Keşif yaptıkları gün jeotermal kuyusunun ağzına vana takılı
olduğunu belirten bilirkişi heyeti, şirket tarafından kuyunun geliştirilmesi
için basılan asit nedeniyle kuyuda patlama meydana geldiği ve çevreye
yayılan eriyik ve suyun, asit yağmurlarıyla birlikte çevre arazileri etkisi
altına aldığı dile getirildi.
Bilirkişi raporunda bor mineralinin arazide uzun yıllar
kalacağı, hemen temizlenmesinin mümkün olmadığı belirtilerek arazideki incir ve
zeytin ağaçlarının yandığının gözlemlendiği ifade edildi.

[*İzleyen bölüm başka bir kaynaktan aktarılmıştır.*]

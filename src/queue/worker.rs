//! キューのポーリングループ
//!
//! - 抽出ループ: inbox → OCR → raw
//! - 解析ループ: raw → 集計・整形 → results
//!
//! 1回分の走査（tick）は同期関数として切り出してあり、ループはそれを
//! 一定間隔で `spawn_blocking` で呼ぶだけ。アイテム単位の失敗はログに
//! 残して次のアイテムへ進み、ループ自体は止めない。

use crate::error::{LeaderboardError, Result};
use crate::history::History;
use crate::ocr::OcrEngine;
use crate::queue::stage::{text_key, Stage, StageQueue};
use leaderboard_common::Reconciler;
use log::{debug, error, info, warn};
use std::any::Any;
use std::panic::{catch_unwind, AssertUnwindSafe};
use std::sync::Arc;
use std::time::Duration;
use tokio::sync::watch;
use tokio::time::MissedTickBehavior;

/// 1回の走査の結果
#[derive(Debug, Clone, Copy, Default, PartialEq, Eq)]
pub struct TickReport {
    /// 次のステージへ進めた数
    pub advanced: usize,
    /// 失敗して元のステージに残した数
    pub failed: usize,
}

impl TickReport {
    pub fn is_idle(&self) -> bool {
        self.advanced == 0 && self.failed == 0
    }
}

/// inbox を1回走査する
///
/// OCR成功 → raw に書き込み → inbox から削除。失敗したものは inbox に残り、
/// 次回の走査で再試行される。
pub fn extraction_tick(queue: &StageQueue, engine: &dyn OcrEngine) -> Result<TickReport> {
    let mut report = TickReport::default();

    for key in queue.list(Stage::Inbox)? {
        match isolate(|| extract_item(queue, engine, &key)) {
            Ok(()) => report.advanced += 1,
            Err(e) => {
                warn!("[抽出] {} は inbox に残します: {}", key, e);
                report.failed += 1;
            }
        }
    }

    Ok(report)
}

fn extract_item(queue: &StageQueue, engine: &dyn OcrEngine, key: &str) -> Result<()> {
    debug!("[抽出] {} をOCR中 ({})", key, engine.name());
    let image = queue.read(Stage::Inbox, key)?;
    let text = engine.extract(&image)?;

    let raw_key = text_key(key);
    queue.write(Stage::Raw, &raw_key, text.as_bytes())?;
    info!("[抽出] {} → raw/{}", key, raw_key);

    queue.remove(Stage::Inbox, key)?;
    Ok(())
}

/// raw を1回走査する
///
/// 各アイテムを1ブロックのバッチとして集計し、results に書き込んでから
/// raw から削除する。
pub fn parsing_tick(
    queue: &StageQueue,
    reconciler: &Reconciler,
    history: Option<&History>,
) -> Result<TickReport> {
    let mut report = TickReport::default();

    for key in queue.list(Stage::Raw)? {
        match isolate(|| parse_item(queue, reconciler, history, &key)) {
            Ok(()) => report.advanced += 1,
            Err(e) => {
                warn!("[解析] {} は raw に残します: {}", key, e);
                report.failed += 1;
            }
        }
    }

    Ok(report)
}

fn parse_item(
    queue: &StageQueue,
    reconciler: &Reconciler,
    history: Option<&History>,
    key: &str,
) -> Result<()> {
    let text = queue.read_text(Stage::Raw, key)?;
    let result = reconciler.run(&[text]);

    queue.write(Stage::Results, key, result.report.as_bytes())?;
    info!(
        "[解析] {} → results/{} ({}名)",
        key,
        key,
        result.board.len()
    );

    if let Some(history) = history {
        if let Err(e) = history.append(key, &result.report) {
            warn!("履歴への追記に失敗: {}: {}", history.path().display(), e);
        }
    }

    queue.remove(Stage::Raw, key)?;
    Ok(())
}

/// 1アイテム分の処理。パニックもそのアイテムの失敗として扱う
fn isolate<F>(item: F) -> Result<()>
where
    F: FnOnce() -> Result<()>,
{
    catch_unwind(AssertUnwindSafe(item)).unwrap_or_else(|payload| {
        Err(LeaderboardError::Queue(format!(
            "処理中にパニック: {}",
            panic_message(payload.as_ref())
        )))
    })
}

fn panic_message(payload: &(dyn Any + Send)) -> &str {
    payload
        .downcast_ref::<&str>()
        .copied()
        .or_else(|| payload.downcast_ref::<String>().map(String::as_str))
        .unwrap_or("不明")
}

/// 抽出ループ（`shutdown` が true になるまで）
pub async fn run_extraction_loop(
    queue: Arc<StageQueue>,
    engine: Arc<dyn OcrEngine>,
    interval: Duration,
    shutdown: watch::Receiver<bool>,
) {
    info!("抽出ループ開始: {}", queue.dir(Stage::Inbox).display());
    poll(interval, shutdown, "抽出", move || {
        extraction_tick(&queue, engine.as_ref())
    })
    .await;
    info!("抽出ループ終了");
}

/// 解析ループ（`shutdown` が true になるまで）
pub async fn run_parsing_loop(
    queue: Arc<StageQueue>,
    reconciler: Arc<Reconciler>,
    history: Option<History>,
    interval: Duration,
    shutdown: watch::Receiver<bool>,
) {
    info!("解析ループ開始: {}", queue.dir(Stage::Raw).display());
    poll(interval, shutdown, "解析", move || {
        parsing_tick(&queue, &reconciler, history.as_ref())
    })
    .await;
    info!("解析ループ終了");
}

async fn poll<F>(
    interval: Duration,
    mut shutdown: watch::Receiver<bool>,
    label: &'static str,
    tick: F,
) where
    F: Fn() -> Result<TickReport> + Send + Sync + 'static,
{
    let tick = Arc::new(tick);
    let mut timer = tokio::time::interval(interval);
    timer.set_missed_tick_behavior(MissedTickBehavior::Delay);

    loop {
        tokio::select! {
            _ = timer.tick() => {}
            changed = shutdown.changed() => {
                if changed.is_err() || *shutdown.borrow() {
                    break;
                }
                continue;
            }
        }

        let tick = Arc::clone(&tick);
        match tokio::task::spawn_blocking(move || (*tick)()).await {
            Ok(Ok(report)) if !report.is_idle() => {
                info!("[{}] 進行 {}件 / 失敗 {}件", label, report.advanced, report.failed);
            }
            Ok(Ok(_)) => {}
            Ok(Err(e)) => error!("[{}] キューの走査に失敗: {}", label, e),
            Err(e) => error!("[{}] ワーカーが異常終了: {}", label, e),
        }

        if *shutdown.borrow() {
            break;
        }
    }
}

Raporda jeotermal nedeniyle 60 incir, 30 zeytin ağacının
kuruduğu, bu zehir etkisinin topraktan ve ağaçlardan kaç yılda gideceğinin
belli olmadığının altı çizildi.
Bilirkişi heyeti 60 incir ağacının tanesi için 400 lira, 30
zeytin ağacı içinde tanesine 300 lira zarar bedeli belirledi. Ürünlerden elde
edilecek geliri de 15 bin lira olarak hesaplayan heyet Selahattin Akçam’a
zararları için toplam 48 bin lira ödenmesi gerektiği sonucuna vardı.

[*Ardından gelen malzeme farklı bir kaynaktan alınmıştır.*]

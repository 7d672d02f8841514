//! Google Vision API (REST) によるOCR

use crate::config::{OcrConfig, VISION_KEY_ENV};
use crate::error::{LeaderboardError, Result};
use crate::ocr::OcrEngine;
use base64::Engine as _;
use reqwest::blocking::Client;
use serde_json::{json, Value};
use std::time::Duration;

const VISION_ENDPOINT: &str = "https://vision.googleapis.com/v1/images:annotate";

pub struct VisionEngine {
    client: Client,
    api_key: Option<String>,
    endpoint: String,
}

impl VisionEngine {
    pub fn from_config(config: &OcrConfig) -> Result<Self> {
        let client = Client::builder()
            .timeout(Duration::from_secs(config.timeout_seconds))
            .build()?;

        let api_key = config.get_vision_api_key();
        if api_key.is_none() {
            log::warn!(
                "Vision APIキーが未設定です（{} または ocr.vision_api_key）",
                VISION_KEY_ENV
            );
        }

        Ok(Self {
            client,
            api_key,
            endpoint: VISION_ENDPOINT.to_string(),
        })
    }
}

/// `images:annotate` のリクエスト本文
pub fn build_request(image: &[u8]) -> Value {
    let content = base64::engine::general_purpose::STANDARD.encode(image);
    json!({
        "requests": [{
            "image": { "content": content },
            "features": [{ "type": "TEXT_DETECTION" }]
        }]
    })
}

/// レスポンスから全文を取り出す（文字が無ければ空文字列）
pub fn extract_text(response: &Value) -> Result<String> {
    let first = &response["responses"][0];

    if let Some(message) = first["error"]["message"].as_str() {
        return Err(LeaderboardError::ocr("vision", message));
    }
    if let Some(message) = response["error"]["message"].as_str() {
        return Err(LeaderboardError::ocr("vision", message));
    }

    Ok(first["fullTextAnnotation"]["text"]
        .as_str()
        .unwrap_or_default()
        .to_string())
}

impl OcrEngine for VisionEngine {
    fn name(&self) -> &str {
        "vision"
    }

    fn extract(&self, image: &[u8]) -> Result<String> {
        let api_key = self
            .api_key
            .as_deref()
            .ok_or_else(|| LeaderboardError::OcrUnavailable("Vision APIキーが未設定です".into()))?;

        let response = self
            .client
            .post(format!("{}?key={}", self.endpoint, api_key))
            .json(&build_request(image))
            .send()?;

        let status = response.status();
        let body: Value = response.json()?;
        if !status.is_success() {
            let detail = extract_text(&body)
                .err()
                .map(|e| e.to_string())
                .unwrap_or_else(|| status.to_string());
            return Err(LeaderboardError::ocr(self.name(), detail));
        }

        extract_text(&body)
    }
}

#[cfg(test)]
mod tests {
    use super::*;

    #[test]
    fn test_build_request() {
        let request = build_request(b"abc");
        assert_eq!(request["requests"][0]["image"]["content"], "YWJj");
        assert_eq!(
            request["requests"][0]["features"][0]["type"],
            "TEXT_DETECTION"
        );
    }

    #[test]
    fn test_extract_text() {
        let response = json!({
            "responses": [{ "fullTextAnnotation": { "text": "PEiPEi\nDamage Points: 1,000" } }]
        });
        assert_eq!(
            extract_text(&response).unwrap(),
            "PEiPEi\nDamage Points: 1,000"
        );
    }

    #[test]
    fn test_extract_text_without_annotation_is_empty() {
        assert_eq!(extract_text(&json!({ "responses": [{}] })).unwrap(), "");
        assert_eq!(extract_text(&json!({})).unwrap(), "");
    }

    #[test]
    fn test_extract_text_error() {
        let response = json!({ "responses": [{ "error": { "code": 3, "message": "Bad image data." } }] });
        let err = extract_text(&response).unwrap_err();
        assert!(err.to_string().contains("Bad image data."));
    }

    #[test]
    fn test_missing_key_is_unavailable() {
        let engine = VisionEngine {
            client: Client::new(),
            api_key: None,
            endpoint: VISION_ENDPOINT.to_string(),
        };
        assert!(matches!(
            engine.extract(b"img"),
            Err(LeaderboardError::OcrUnavailable(_))
        ));
    }
}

UZMANLAR UYARDI: İNCİRİN KÖKÜNÜ KURUTUR
Analiz sonuçları ve bilirkişi raporu hakkında görüş belirten
Ege Üniversitesi Ziraat Fakültesi Öğretim Üyesi Prof. Dr. Burçin Çokuysal,
jeotermal alanlarda ortaya çıkan çıkan su ana kaya ve minerallerde bulunan bor
elementini çözdüğü için genellikle jeotermallere yakın alanlarda bor toksitesi
görülme olasılığının da yüksek olduğuna dikkat çekti. Çokuysal, “Zararlanma
ortada” dedi. Tıbbı Jeoloji uzmanı Dr. Eşref Atabey de analiz sonuçlarına göre
bitkide çıkan borun çok yüksek olduğunu belirterek, “Bor değerinin bitkilerde 3
ppm’i geçmemesi gerekir. Burada çıkan 320 ppm bor incir ağacının kökünü
kurutur. Tarım toprağı da ileriki zamanlarda beton gibi sertleşir” dedi.